**Your instructions**
Would you output the entries below only from the line containing "could not read" through the line containing "assert_eq!(s.flash_ms, 150.0);", exactly as they stand and with both ends included?

Stored items
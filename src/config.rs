/// External configuration loader.
///
/// Reads `config.toml` from the executable's directory (or CWD).
/// Falls back to sensible defaults if the file is missing or incomplete.

use serde::Deserialize;
use std::path::PathBuf;

use crate::domain::language::Language;

// ── Public Config Struct ──

#[derive(Clone, Debug)]
pub struct GameConfig {
    pub session: SessionConfig,
    pub frame_ms: u64,
    pub words_dir: PathBuf,
    pub log_file: PathBuf,
    /// Fixed RNG seed for reproducible sessions; `None` = seed from the OS.
    pub seed: Option<u64>,
    pub sound_enabled: bool,
    /// Menu starts on this language.
    pub language: Option<Language>,
}

/// Per-session gameplay constants. Distances are virtual pixels,
/// speeds are pixels per tick, times are milliseconds.
#[derive(Clone, Debug, PartialEq)]
pub struct SessionConfig {
    pub spawn_interval_ms: f64,
    pub flash_ms: f64,
    pub fast_lane_count: usize,
    pub fast_speed_min: f32,
    pub fast_speed_range: f32,
    pub default_speed: f32,
    pub margin_px: f32,
    pub miss_threshold_px: f32,
    /// Angular velocity is drawn from `[-spin_range, spin_range)`.
    pub spin_range: f32,
}

impl Default for SessionConfig {
    fn default() -> Self {
        SessionConfig {
            spawn_interval_ms: default_spawn_interval(),
            flash_ms: default_flash(),
            fast_lane_count: default_fast_lane_count(),
            fast_speed_min: default_fast_speed_min(),
            fast_speed_range: default_fast_speed_range(),
            default_speed: default_speed(),
            margin_px: default_margin(),
            miss_threshold_px: default_miss_threshold(),
            spin_range: default_spin_range(),
        }
    }
}

// ── TOML Schema (with serde defaults) ──

#[derive(Deserialize, Debug, Default)]
struct TomlConfig {
    #[serde(default)]
    session: TomlSession,
    #[serde(default)]
    general: TomlGeneral,
    #[serde(default)]
    sound: TomlSound,
}

#[derive(Deserialize, Debug)]
struct TomlSession {
    #[serde(default = "default_spawn_interval")]
    spawn_interval_ms: f64,
    #[serde(default = "default_flash")]
    flash_ms: f64,
    #[serde(default = "default_fast_lane_count")]
    fast_lane_count: usize,
    #[serde(default = "default_fast_speed_min")]
    fast_speed_min: f32,
    #[serde(default = "default_fast_speed_range")]
    fast_speed_range: f32,
    #[serde(default = "default_speed")]
    default_speed: f32,
    #[serde(default = "default_margin")]
    margin_px: f32,
    #[serde(default = "default_miss_threshold")]
    miss_threshold_px: f32,
    #[serde(default = "default_spin_range")]
    spin_range: f32,
}

#[derive(Deserialize, Debug)]
struct TomlGeneral {
    #[serde(default = "default_frame_ms")]
    frame_ms: u64,
    #[serde(default = "default_words_dir")]
    words_dir: String,
    #[serde(default = "default_log_file")]
    log_file: String,
    #[serde(default)]
    seed: Option<u64>,
    #[serde(default)]
    language: Option<String>,
}

#[derive(Deserialize, Debug)]
struct TomlSound {
    #[serde(default = "default_sound_enabled")]
    enabled: bool,
}

// ── Defaults ──

fn default_spawn_interval() -> f64 { 2000.0 }
fn default_flash() -> f64 { 150.0 }
fn default_fast_lane_count() -> usize { 10 }
fn default_fast_speed_min() -> f32 { 4.0 }
fn default_fast_speed_range() -> f32 { 2.0 }   // fast lane: [4.0, 6.0)
fn default_speed() -> f32 { 1.5 }
fn default_margin() -> f32 { 10.0 }
fn default_miss_threshold() -> f32 { 20.0 }    // one text row
fn default_spin_range() -> f32 { 0.05 }

/// Slowest allowed fall speed; anything at or below zero never lands.
const MIN_SPEED: f32 = 0.1;

fn default_frame_ms() -> u64 { 16 }            // ~60 fps
fn default_words_dir() -> String { "words".into() }
fn default_log_file() -> String { "code-invaders.log".into() }
fn default_sound_enabled() -> bool { true }

impl Default for TomlSession {
    fn default() -> Self {
        TomlSession {
            spawn_interval_ms: default_spawn_interval(),
            flash_ms: default_flash(),
            fast_lane_count: default_fast_lane_count(),
            fast_speed_min: default_fast_speed_min(),
            fast_speed_range: default_fast_speed_range(),
            default_speed: default_speed(),
            margin_px: default_margin(),
            miss_threshold_px: default_miss_threshold(),
            spin_range: default_spin_range(),
        }
    }
}

impl Default for TomlGeneral {
    fn default() -> Self {
        TomlGeneral {
            frame_ms: default_frame_ms(),
            words_dir: default_words_dir(),
            log_file: default_log_file(),
            seed: None,
            language: None,
        }
    }
}

impl Default for TomlSound {
    fn default() -> Self {
        TomlSound { enabled: default_sound_enabled() }
    }
}

// ── Loading ──

impl GameConfig {
    /// Load config from `config.toml`.
    /// Search order: (1) exe directory, (2) current working directory.
    /// Missing file or missing keys gracefully fall back to defaults.
    pub fn load() -> Self {
        let search_dirs = candidate_dirs();
        let toml_cfg = load_toml(&search_dirs);

        // Words directory: absolute as-is, otherwise the first candidate that exists
        let words_dir_str = &toml_cfg.general.words_dir;
        let words_dir = if PathBuf::from(words_dir_str).is_absolute() {
            PathBuf::from(words_dir_str)
        } else {
            search_dirs.iter()
                .map(|d| d.join(words_dir_str))
                .find(|p| p.is_dir())
                .unwrap_or_else(|| PathBuf::from(words_dir_str))
        };

        Self::from_toml(toml_cfg, words_dir)
    }

    fn from_toml(toml_cfg: TomlConfig, words_dir: PathBuf) -> Self {
        let s = toml_cfg.session;
        let language = toml_cfg.general.language.as_deref().and_then(|id| {
            let lang = Language::from_id(id);
            if lang.is_none() {
                eprintln!("Warning: unknown language \"{id}\" in config.toml");
            }
            lang
        });
        GameConfig {
            session: SessionConfig {
                spawn_interval_ms: s.spawn_interval_ms,
                flash_ms: s.flash_ms,
                fast_lane_count: s.fast_lane_count,
                fast_speed_min: s.fast_speed_min.max(MIN_SPEED),
                fast_speed_range: s.fast_speed_range.max(0.0),
                default_speed: s.default_speed.max(MIN_SPEED),
                margin_px: s.margin_px.max(0.0),
                miss_threshold_px: s.miss_threshold_px,
                spin_range: s.spin_range.abs(),
            },
            frame_ms: toml_cfg.general.frame_ms.max(1),
            words_dir,
            log_file: PathBuf::from(toml_cfg.general.log_file),
            seed: toml_cfg.general.seed,
            sound_enabled: toml_cfg.sound.enabled,
            language,
        }
    }
}

/// Candidate directories to search: exe dir + CWD (deduplicated).
fn candidate_dirs() -> Vec<PathBuf> {
    let mut dirs = vec![];

    if let Ok(exe) = std::env::current_exe() {
        let resolved = exe.canonicalize().unwrap_or(exe);
        if let Some(parent) = resolved.parent() {
            dirs.push(parent.to_path_buf());
        }
    }

    if let Ok(cwd) = std::env::current_dir() {
        if !dirs.iter().any(|d| d == &cwd) {
            dirs.push(cwd);
        }
    }

    if dirs.is_empty() {
        dirs.push(PathBuf::from("."));
    }

    dirs
}

/// Search for config.toml in candidate directories.
/// Runs before logging is up, so problems go to stderr.
fn load_toml(search_dirs: &[PathBuf]) -> TomlConfig {
    for dir in search_dirs {
        let path = dir.join("config.toml");
        if path.exists() {
            match std::fs::read_to_string(&path) {
                Ok(text) => match toml::from_str::<TomlConfig>(&text) {
                    Ok(cfg) => return cfg,
                    Err(e) => {
                        eprintln!("Warning: config.toml parse error: {e}");
                        eprintln!("Using default settings.");
                        return TomlConfig::default();
                    }
                },
                Err(e) => {
                    eprintln!("Warning: could not read {}: {e}", path.display());
                }
            }
        }
    }
    TomlConfig::default()
}

#[cfg(test)]
mod tests {
    use super::*;

    fn parse(text: &str) -> GameConfig {
        let cfg: TomlConfig = toml::from_str(text).unwrap();
        GameConfig::from_toml(cfg, PathBuf::from("words"))
    }

    #[test]
    fn empty_file_gives_defaults() {
        let cfg = parse("");
        assert_eq!(cfg.session, SessionConfig::default());
        assert_eq!(cfg.frame_ms, 16);
        assert_eq!(cfg.seed, None);
        assert!(cfg.sound_enabled);
        assert_eq!(cfg.log_file, PathBuf::from("code-invaders.log"));
        assert_eq!(cfg.language, None);
    }

    #[test]
    fn language_preselect() {
        assert_eq!(parse("[general]\nlanguage = \"C#\"\n").language, Some(Language::CSharp));
        assert_eq!(parse("[general]\nlanguage = \"Cobol\"\n").language, None);
    }

    #[test]
    fn defaults_match_session_constants() {
        let s = SessionConfig::default();
        assert_eq!(s.spawn_interval_ms, 2000.0);
        assert_eq!(s.flash_ms, 150.0);
        assert_eq!(s.fast_lane_count, 10);
        assert_eq!(s.fast_speed_min, 4.0);
        assert_eq!(s.fast_speed_range, 2.0);
        assert_eq!(s.default_speed, 1.5);
        assert_eq!(s.margin_px, 10.0);
        assert_eq!(s.miss_threshold_px, 20.0);
    }

    #[test]
    fn partial_sections_keep_other_defaults() {
        let cfg = parse(
            "[session]\nspawn_interval_ms = 500.0\n\n[general]\nseed = 42\n\n[sound]\nenabled = false\n",
        );
        assert_eq!(cfg.session.spawn_interval_ms, 500.0);
        assert_eq!(cfg.session.flash_ms, 150.0);
        assert_eq!(cfg.seed, Some(42));
        assert!(!cfg.sound_enabled);
    }

    #[test]
    fn nonsense_values_are_sanitised() {
        let cfg = parse("[session]\nfast_speed_range = -3.0\nspin_range = -0.2\n[general]\nframe_ms = 0\n");
        assert_eq!(cfg.session.fast_speed_range, 0.0);
        assert_eq!(cfg.session.spin_range, 0.2);
        assert_eq!(cfg.frame_ms, 1);
    }

    #[test]
    fn fall_speeds_stay_positive() {
        let cfg = parse("[session]\ndefault_speed = 0.0\nfast_speed_min = -4.0\n");
        assert_eq!(cfg.session.default_speed, MIN_SPEED);
        assert_eq!(cfg.session.fast_speed_min, MIN_SPEED);
        assert_eq!(parse("[session]\ndefault_speed = 2.5\n").session.default_speed, 2.5);
    }
}
/// Language selection screen, shown once before the session starts.
///
/// ↑/↓ move the cursor, 1-5 jump straight to a language, Enter or Space
/// confirms. Quitting is handled by the caller (Esc / Ctrl+C).

use crossterm::style::Color;

use crate::domain::language::Language;
use super::scene::{language_color, BACKGROUND};
use super::surface::{Align, Font, Surface};

const TITLE_COLOR: Color = Color::Rgb { r: 50, g: 205, b: 50 };
const TEXT_COLOR: Color = Color::Rgb { r: 50, g: 205, b: 50 };
const DIM: Color = Color::DarkGrey;
const LINE_PX: f32 = 20.0;

pub struct Menu {
    cursor: usize,
}

impl Menu {
    pub fn new(preselect: Option<Language>) -> Self {
        let cursor = preselect
            .and_then(|l| Language::ALL.iter().position(|&x| x == l))
            .unwrap_or(0);
        Menu { cursor }
    }

    pub fn selected(&self) -> Language {
        Language::ALL[self.cursor]
    }

    /// Returns the chosen language once the player confirms.
    pub fn handle_key(&mut self, key: &str) -> Option<Language> {
        let count = Language::ALL.len();
        match key {
            "ArrowUp" | "k" => {
                self.cursor = (self.cursor + count - 1) % count;
                None
            }
            "ArrowDown" | "j" | "Tab" => {
                self.cursor = (self.cursor + 1) % count;
                None
            }
            "Enter" | " " => Some(self.selected()),
            _ => {
                let n = key.parse::<usize>().ok().filter(|n| (1..=count).contains(n))?;
                self.cursor = n - 1;
                Some(self.selected())
            }
        }
    }

    pub fn draw<S: Surface + ?Sized>(&self, surface: &mut S) {
        let (width, _height) = surface.size();
        let center = width / 2.0;

        surface.clear(BACKGROUND);
        surface.reset_transform();

        surface.set_font(Font::Hud);
        surface.draw_text("Code Invaders", center, 2.0 * LINE_PX, TITLE_COLOR, Align::Center);

        surface.set_font(Font::Alien);
        surface.draw_text(
            "Type falling language keywords to destroy them.",
            center, 4.0 * LINE_PX, TEXT_COLOR, Align::Center,
        );
        surface.draw_text("Select a language to begin:", center, 5.0 * LINE_PX, TEXT_COLOR, Align::Center);

        for (i, lang) in Language::ALL.iter().enumerate() {
            let y = (7 + i) as f32 * LINE_PX;
            let (marker, color) = if i == self.cursor {
                ("▸", language_color(*lang))
            } else {
                (" ", DIM)
            };
            let line = format!("{marker} {}  {:<10}", i + 1, lang.label());
            surface.draw_text(&line, center, y, color, Align::Center);
        }

        surface.draw_text(
            "↑↓ choose   ENTER start   ESC quit",
            center, 14.0 * LINE_PX, DIM, Align::Center,
        );
    }
}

**Task solution**
                    eprintln!("Warning: could not read {}: {e}", path.display());
                }
            }
        }
    }
    TomlConfig::default()
}

#[cfg(test)]
mod tests {
    use super::*;

    fn parse(text: &str) -> GameConfig {
        let cfg: TomlConfig = toml::from_str(text).unwrap();
        GameConfig::from_toml(cfg, PathBuf::from("words"))
    }

    #[test]
    fn empty_file_gives_defaults() {
        let cfg = parse("");
        assert_eq!(cfg.session, SessionConfig::default());
        assert_eq!(cfg.frame_ms, 16);
        assert_eq!(cfg.seed, None);
        assert!(cfg.sound_enabled);
        assert_eq!(cfg.log_file, PathBuf::from("code-invaders.log"));
        assert_eq!(cfg.language, None);
    }

    #[test]
    fn language_preselect() {
        assert_eq!(parse("[general]\nlanguage = \"C#\"\n").language, Some(Language::CSharp));
        assert_eq!(parse("[general]\nlanguage = \"Cobol\"\n").language, None);
    }

    #[test]
    fn defaults_match_session_constants() {
        let s = SessionConfig::default();
        assert_eq!(s.spawn_interval_ms, 2000.0);
        assert_eq!(s.flash_ms, 150.0);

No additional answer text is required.